The workshop explores the effects of democratic backsliding in select European countries on their penal policies.

The workshop will bring together academics (experts in criminal law, criminology, criminal justice, and political science) from Central and East-European countries (Czech Republic, Hungary, Poland, Serbia, and Slovenia) that have in the past decade experienced – to various degrees – a reversal of achievements that were accomplished in the process of democratisation after the fall of Communism.

The main aim of the workshop is to study how the social, economic, and political changes that are constitutive of the process of ‘backsliding’ impact on and manifest themselves in diverse components of the penal sphere (penal polices, practices, values, behaviour of penal actors and so on). In addition, the workshop focuses on specific issues such as, for example, the effects of populism and punitiveness on the penal sector, and seeks to assess whether ongoing social issues in the region – such as migration, security and COVID – have complemented or substituted the focus on crime as a social concern.

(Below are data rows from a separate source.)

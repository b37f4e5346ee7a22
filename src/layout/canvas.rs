//! # Canvas Model
//!
//! Owns the placed widgets and the template id. The four operations below
//! are the only writers of widget geometry:
//!
//! | Operation | Pipeline |
//! |-----------|----------|
//! | [`Canvas::add_widget`] | snap → clamp → align → resolve (grid search) |
//! | [`Canvas::move_widget`] | snap → clamp → align → check, else revert to last-safe |
//! | [`Canvas::resize_widget`] | anchor opposite corner → clamp → align edge → check, else reject |
//! | [`Canvas::remove_all`] | clear, new template id |
//!
//! After any accepted mutation no two widgets overlap. The one documented
//! exception is a drop onto a canvas with no free grid cell left, where the
//! overlapping placement is kept.

use std::collections::HashMap;

use serde::{Deserialize, Serialize};
use tracing::debug;
use uuid::Uuid;

use super::align::{self, Alignment, Axis, Guides};
use super::collision::{self, Resolution};
use super::geometry::{CANVAS_EXTENT, Rect, clamp, snap};
use super::widget::{self, Widget};
use crate::error::LabelError;

/// Where a widget lands when no position is proposed.
pub const DEFAULT_ORIGIN: (f64, f64) = (35.0, 35.0);

/// Tunables for snapping and resizing, in percentage units.
#[derive(Debug, Clone, Copy, PartialEq, Serialize, Deserialize)]
pub struct LayoutSettings {
    /// Grid step for positions.
    pub snap_step: f64,
    /// Maximum distance for edge alignment.
    pub edge_threshold: f64,
    /// Smallest width/height a resize may produce.
    pub min_size: f64,
}

impl Default for LayoutSettings {
    fn default() -> Self {
        Self {
            snap_step: 2.0,
            edge_threshold: 1.0,
            min_size: 5.0,
        }
    }
}

/// Resize handle.
#[derive(Debug, Clone, Copy, PartialEq, Eq, Serialize, Deserialize)]
#[serde(rename_all = "lowercase")]
pub enum Corner {
    Se,
    Sw,
    Ne,
    Nw,
}

impl Corner {
    /// True if this handle moves the left edge (otherwise the right one).
    pub fn moves_left(self) -> bool {
        matches!(self, Corner::Sw | Corner::Nw)
    }

    /// True if this handle moves the top edge (otherwise the bottom one).
    pub fn moves_top(self) -> bool {
        matches!(self, Corner::Ne | Corner::Nw)
    }

    /// Rectangle obtained by dragging this handle of `start` by `(dx, dy)`.
    ///
    /// The opposite corner stays where it was. No clamping happens here.
    pub fn drag(self, start: Rect, dx: f64, dy: f64) -> Rect {
        let (mut left, mut right) = (start.x, start.right());
        let (mut top, mut bottom) = (start.y, start.bottom());
        if self.moves_left() {
            left += dx;
        } else {
            right += dx;
        }
        if self.moves_top() {
            top += dy;
        } else {
            bottom += dy;
        }
        Rect::from_edges(left, top, right, bottom)
    }
}

/// Outcome of a move or resize.
#[derive(Debug, Clone, Copy, PartialEq)]
pub enum Placement {
    /// Committed at this rectangle.
    Accepted(Rect),
    /// Move overlapped; widget went back to its last-safe rectangle.
    Reverted(Rect),
    /// Resize overlapped; the previous rectangle stays.
    Rejected(Rect),
}

impl Placement {
    pub fn is_accepted(&self) -> bool {
        matches!(self, Placement::Accepted(_))
    }

    /// Rectangle the widget has after the operation.
    pub fn rect(&self) -> Rect {
        match *self {
            Placement::Accepted(r) | Placement::Reverted(r) | Placement::Rejected(r) => r,
        }
    }
}

/// A label canvas: the set of placed widgets plus the template id.
#[derive(Debug, Clone)]
pub struct Canvas {
    template_id: String,
    settings: LayoutSettings,
    widgets: Vec<Widget>,
    last_safe: HashMap<String, Rect>,
    guides: Guides,
    next_seq: u64,
}

/// Fresh template id (UUID v4).
pub fn new_template_id() -> String {
    Uuid::new_v4().to_string()
}

impl Canvas {
    pub fn new() -> Self {
        Self::with_settings(LayoutSettings::default())
    }

    pub fn with_settings(settings: LayoutSettings) -> Self {
        Self {
            template_id: new_template_id(),
            settings,
            widgets: Vec::new(),
            last_safe: HashMap::new(),
            guides: Guides::default(),
            next_seq: 1,
        }
    }

    /// Rebuild a canvas from already-placed widgets (template import).
    ///
    /// Geometry is taken as-is; every widget's current rectangle becomes its
    /// last-safe placement.
    pub(crate) fn restore(template_id: String, settings: LayoutSettings, widgets: Vec<Widget>) -> Self {
        let last_safe = widgets.iter().map(|w| (w.id.clone(), w.rect)).collect();
        Self {
            template_id,
            settings,
            widgets,
            last_safe,
            guides: Guides::default(),
            next_seq: 1,
        }
    }

    pub fn template_id(&self) -> &str {
        &self.template_id
    }

    pub fn settings(&self) -> &LayoutSettings {
        &self.settings
    }

    /// Widgets in placement order.
    pub fn widgets(&self) -> &[Widget] {
        &self.widgets
    }

    pub fn widget(&self, id: &str) -> Option<&Widget> {
        self.widgets.iter().find(|w| w.id == id)
    }

    pub fn len(&self) -> usize {
        self.widgets.len()
    }

    pub fn is_empty(&self) -> bool {
        self.widgets.is_empty()
    }

    /// Guide lines from the most recent add/move/resize.
    pub fn guides(&self) -> Guides {
        self.guides
    }

    pub fn clear_guides(&mut self) {
        self.guides = Guides::default();
    }

    /// Last accepted rectangle for `id`.
    pub fn last_safe(&self, id: &str) -> Option<Rect> {
        self.last_safe.get(id).copied()
    }

    /// Record the widget's current rectangle as its revert target.
    pub fn remember_safe(&mut self, id: &str) -> Result<Rect, LabelError> {
        let rect = self.rect_of(id)?;
        self.last_safe.insert(id.to_string(), rect);
        Ok(rect)
    }

    /// True if `candidate` overlaps any widget other than `ignore_id`.
    pub fn any_overlap(&self, candidate: &Rect, ignore_id: Option<&str>) -> bool {
        collision::any_overlap(candidate, self.others(ignore_id))
    }

    /// Align `proposed`'s top-left corner against the canvas and every widget
    /// except `exclude`.
    pub fn align(&self, proposed: Rect, exclude: Option<&str>) -> Alignment {
        align::align_position(proposed, self.others(exclude), self.settings.edge_threshold)
    }

    /// Place a new widget of type `name`.
    ///
    /// Without a proposal the widget gets its type's default size at
    /// [`DEFAULT_ORIGIN`]. If the spot is taken the first free grid cell is
    /// used; if there is none the overlapping spot is kept.
    pub fn add_widget(&mut self, name: &str, proposed: Option<Rect>) -> Widget {
        let (dw, dh) = widget::default_size(name);
        let min = self.settings.min_size;
        let size = match proposed {
            Some(r) => (clamp(r.w, min, CANVAS_EXTENT), clamp(r.h, min, CANVAS_EXTENT)),
            None => (dw, dh),
        };
        let (px, py) = proposed.map(|r| (r.x, r.y)).unwrap_or(DEFAULT_ORIGIN);

        let rect = self.normalize_origin(Rect::new(px, py, size.0, size.1));
        let (rect, guides) = self.align_within(rect, None);
        self.guides = guides;

        let others: Vec<Rect> = self.widgets.iter().map(|w| w.rect).collect();
        let rect = match collision::resolve(rect, &others, self.settings.snap_step) {
            Resolution::Free(r) => r,
            Resolution::Relocated(r) => {
                debug!(name, x = r.x, y = r.y, "relocated new widget to free cell");
                r
            }
            Resolution::Unresolved(r) => {
                debug!(name, "no free cell left, keeping overlapping placement");
                r
            }
        };

        let id = self.next_id(name);
        let widget = Widget {
            id: id.clone(),
            name: name.to_string(),
            rect,
        };
        self.last_safe.insert(id, rect);
        self.widgets.push(widget.clone());
        widget
    }

    /// Move a widget's top-left corner to `(x, y)`.
    ///
    /// An overlapping result is not applied: the widget returns to its
    /// last-safe rectangle instead.
    pub fn move_widget(&mut self, id: &str, x: f64, y: f64) -> Result<Placement, LabelError> {
        let idx = self.index_of(id)?;
        let current = self.widgets[idx].rect;

        let cand = self.normalize_origin(current.with_origin(x, y));
        let (cand, guides) = self.align_within(cand, Some(id));
        self.guides = guides;

        if !self.any_overlap(&cand, Some(id)) {
            self.widgets[idx].rect = cand;
            self.last_safe.insert(id.to_string(), cand);
            return Ok(Placement::Accepted(cand));
        }

        let fallback = self.last_safe.get(id).copied().unwrap_or(current);
        self.widgets[idx].rect = fallback;
        Ok(Placement::Reverted(fallback))
    }

    /// Resize a widget by dragging `corner`; `proposed` is the raw dragged
    /// rectangle (see [`Corner::drag`]).
    ///
    /// Only the edges owned by `corner` are taken from `proposed`; the
    /// opposite edges stay fixed. The moving left/top edge is grid-snapped
    /// like any position. Width and height are kept between the minimum size
    /// and the canvas border. A moving edge within the threshold of another
    /// widget's edge (or the canvas border) aligns to it. Overlapping results
    /// are rejected.
    pub fn resize_widget(
        &mut self,
        id: &str,
        corner: Corner,
        proposed: Rect,
    ) -> Result<Placement, LabelError> {
        let idx = self.index_of(id)?;
        let current = self.widgets[idx].rect;
        let LayoutSettings {
            snap_step,
            edge_threshold,
            min_size,
        } = self.settings;
        let others: Vec<Rect> = self.others(Some(id)).copied().collect();

        let (mut left, mut right) = (current.x, current.right());
        let (mut top, mut bottom) = (current.y, current.bottom());
        let mut guides = Guides::default();

        if corner.moves_left() {
            left = clamp(snap(proposed.x, snap_step), 0.0, right - min_size);
            if let Some(e) = align::align_edge(left, Axis::X, &others, edge_threshold)
                .filter(|&e| e >= 0.0 && right - e >= min_size)
            {
                left = e;
                guides.guide_x = Some(e);
            }
        } else {
            right = clamp(proposed.right(), left + min_size, CANVAS_EXTENT);
            if let Some(e) = align::align_edge(right, Axis::X, &others, edge_threshold)
                .filter(|&e| e <= CANVAS_EXTENT && e - left >= min_size)
            {
                right = e;
                guides.guide_x = Some(e);
            }
        }

        if corner.moves_top() {
            top = clamp(snap(proposed.y, snap_step), 0.0, bottom - min_size);
            if let Some(e) = align::align_edge(top, Axis::Y, &others, edge_threshold)
                .filter(|&e| e >= 0.0 && bottom - e >= min_size)
            {
                top = e;
                guides.guide_y = Some(e);
            }
        } else {
            bottom = clamp(proposed.bottom(), top + min_size, CANVAS_EXTENT);
            if let Some(e) = align::align_edge(bottom, Axis::Y, &others, edge_threshold)
                .filter(|&e| e <= CANVAS_EXTENT && e - top >= min_size)
            {
                bottom = e;
                guides.guide_y = Some(e);
            }
        }
        self.guides = guides;

        let cand = Rect::from_edges(left, top, right, bottom);
        if collision::any_overlap(&cand, &others) {
            return Ok(Placement::Rejected(current));
        }

        self.widgets[idx].rect = cand;
        self.last_safe.insert(id.to_string(), cand);
        Ok(Placement::Accepted(cand))
    }

    /// Remove every widget and start a new template.
    pub fn remove_all(&mut self) {
        self.widgets.clear();
        self.last_safe.clear();
        self.guides = Guides::default();
        self.template_id = new_template_id();
        self.next_seq = 1;
    }

    /// Ids of every overlapping pair, in placement order.
    pub fn overlapping_pairs(&self) -> Vec<(String, String)> {
        let mut pairs = Vec::new();
        for (i, a) in self.widgets.iter().enumerate() {
            for b in &self.widgets[i + 1..] {
                if a.rect.overlaps(&b.rect) {
                    pairs.push((a.id.clone(), b.id.clone()));
                }
            }
        }
        pairs
    }

    fn others<'a>(&'a self, exclude: Option<&'a str>) -> impl Iterator<Item = &'a Rect> + 'a {
        self.widgets
            .iter()
            .filter(move |w| exclude != Some(w.id.as_str()))
            .map(|w| &w.rect)
    }

    fn index_of(&self, id: &str) -> Result<usize, LabelError> {
        self.widgets
            .iter()
            .position(|w| w.id == id)
            .ok_or_else(|| LabelError::UnknownWidget(id.to_string()))
    }

    fn rect_of(&self, id: &str) -> Result<Rect, LabelError> {
        self.index_of(id).map(|i| self.widgets[i].rect)
    }

    /// Grid-snap the origin and keep the box on the canvas.
    fn normalize_origin(&self, r: Rect) -> Rect {
        let step = self.settings.snap_step;
        r.with_origin(
            clamp(snap(r.x, step), 0.0, CANVAS_EXTENT - r.w),
            clamp(snap(r.y, step), 0.0, CANVAS_EXTENT - r.h),
        )
    }

    /// Align, dropping an axis whose aligned value would leave the canvas.
    fn align_within(&self, r: Rect, exclude: Option<&str>) -> (Rect, Guides) {
        let a = self.align(r, exclude);
        let mut guides = a.guides;
        let x = if (0.0..=CANVAS_EXTENT - r.w).contains(&a.x) {
            a.x
        } else {
            guides.guide_x = None;
            r.x
        };
        let y = if (0.0..=CANVAS_EXTENT - r.h).contains(&a.y) {
            a.y
        } else {
            guides.guide_y = None;
            r.y
        };
        (r.with_origin(x, y), guides)
    }

    fn next_id(&mut self, name: &str) -> String {
        loop {
            let id = format!("{}-{}", name, self.next_seq);
            self.next_seq += 1;
            if self.widget(&id).is_none() {
                return id;
            }
        }
    }
}

impl Default for Canvas {
    fn default() -> Self {
        Self::new()
    }
}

Admission is free but registration is required.

Register to attend in person.

Register to attend online.

Democratic backsliding and penal policy in Europe

Workshop, 13 June 2023

10.00-10.30 Coffee

10.30-10.45 Welcome and introduction to the workshop

10.45-11.30 Zsolt Boda, Research Professor/Director General, Centre for Social Sciences, Budapest, Hungary

Penal populism and democratic backsliding in Hungary – Is there a link?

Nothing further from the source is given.